Triumfetta

  • Authority

    Acevedo-Rodríguez, Pedro & collaborators. 1996. Flora of St. John, U.S. Virgin Islands. Mem. New York Bot. Gard. 78: 1-581.

  • Family

    Malvaceae

  • Scientific Name

    Triumfetta

  • Description

    Genus Description - Shrubs, subshrubs, or small trees, typically stellate-pubescent throughout, but also occasionally with simple hairs or peltate scales. Leaves alternate, simple or palmately 3(-5)-lobed, irregularly toothed; stipules linear-lanceolate, subpersistent. Inflorescences solitary or fascicled, few-flowered umbel-like cymes, lateral to and/or opposite the leaves or leafy bracts, sometimes terminal. Flowers bisexual (sometimes pistillate, and then the plants polygamodioecious); sepals 5, valvate, free, each with a subapical appendage; petals 5 (or absent), imbricate, free, shorter than or barely equal to the sepals in length, usually ciliate above a short claw at the base; androgynophore short (or absent), bearing 5 glands opposite the petals, usually crowned with a ciliate extrastaminal disk; stamens (5-) 10 to numerous in bisexual flowers (staminodial or absent in pistillate flowers), the filaments free; ovary 2- or 3(-5)-locular, with 2 pendulous ovules per locule, the style filiform, the stigma entire or briefly 2- or 5-parted.

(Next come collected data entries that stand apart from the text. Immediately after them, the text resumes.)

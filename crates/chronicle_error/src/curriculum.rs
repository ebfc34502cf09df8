//! Curriculum error types.

use derive_more::{Display, Error};

/// Specific curriculum failure conditions.
///
/// Load-time problems (`FileRead`, `Malformed`, `TooFewEntries`,
/// `DuplicateDay`) are fatal at startup. `Exhausted` is terminal but
/// informational: all ninety days have been posted.
#[derive(Debug, Clone, PartialEq, Eq, Hash, PartialOrd, Ord, Display)]
pub enum CurriculumErrorKind {
    /// Failed to read the curriculum file
    #[display("Failed to read {}", _0)]
    FileRead(String),
    /// Curriculum file contents did not parse
    #[display("Malformed curriculum: {}", _0)]
    Malformed(String),
    /// Curriculum has fewer entries than the journey requires
    #[display("Curriculum has {} entries, expected {}", found, expected)]
    TooFewEntries {
        /// Entries found in the file
        found: usize,
        /// Entries the journey requires
        expected: usize,
    },
    /// Two entries claim the same day
    #[display("Duplicate curriculum day: {}", _0)]
    DuplicateDay(u32),
    /// No entry exists for the requested day
    #[display("No curriculum entry for day {}", _0)]
    MissingDay(u32),
    /// Every curriculum day has been posted
    #[display("All {} curriculum days have been posted", _0)]
    Exhausted(u32),
}

/// Curriculum error with location tracking.
#[derive(Debug, Clone, Display, Error)]
#[display("Curriculum Error: {} at {}:{}", kind, file, line)]
pub struct CurriculumError {
    /// The specific failure condition
    pub kind: CurriculumErrorKind,
    /// Line number where the error occurred
    pub line: u32,
    /// File where the error occurred
    pub file: &'static str,
}

impl CurriculumError {
    /// Create a new CurriculumError at the current location.
    ///
    /// # Examples
    ///
    /// ```
    /// use chronicle_error::{CurriculumError, CurriculumErrorKind};
    ///
    /// let err = CurriculumError::new(CurriculumErrorKind::Exhausted(90));
    /// assert!(format!("{}", err).contains("All 90"));
    /// ```
    #[track_caller]
    pub fn new(kind: CurriculumErrorKind) -> Self {
        let location = std::panic::Location::caller();
        Self {
            kind,
            line: location.line(),
            file: location.file(),
        }
    }

    /// Whether this error marks normal end-of-journey rather than a fault.
    pub fn is_exhausted(&self) -> bool {
        matches!(self.kind, CurriculumErrorKind::Exhausted(_))
    }
}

Fruit indehiscent, nutlike (or dehiscent and capsular or schizocarpic), and (l-)2-seeded, covered by numerous rigid, glabrous to retrorsely hispidulous or featherlike-pubescent spines, each terminated by a straight or hooked hyaline hair; seeds ovoid to pyriform.

    Distribution and Ecology - A pantropical genus of about 100 species, with centers of diversity in the Americas and Africa.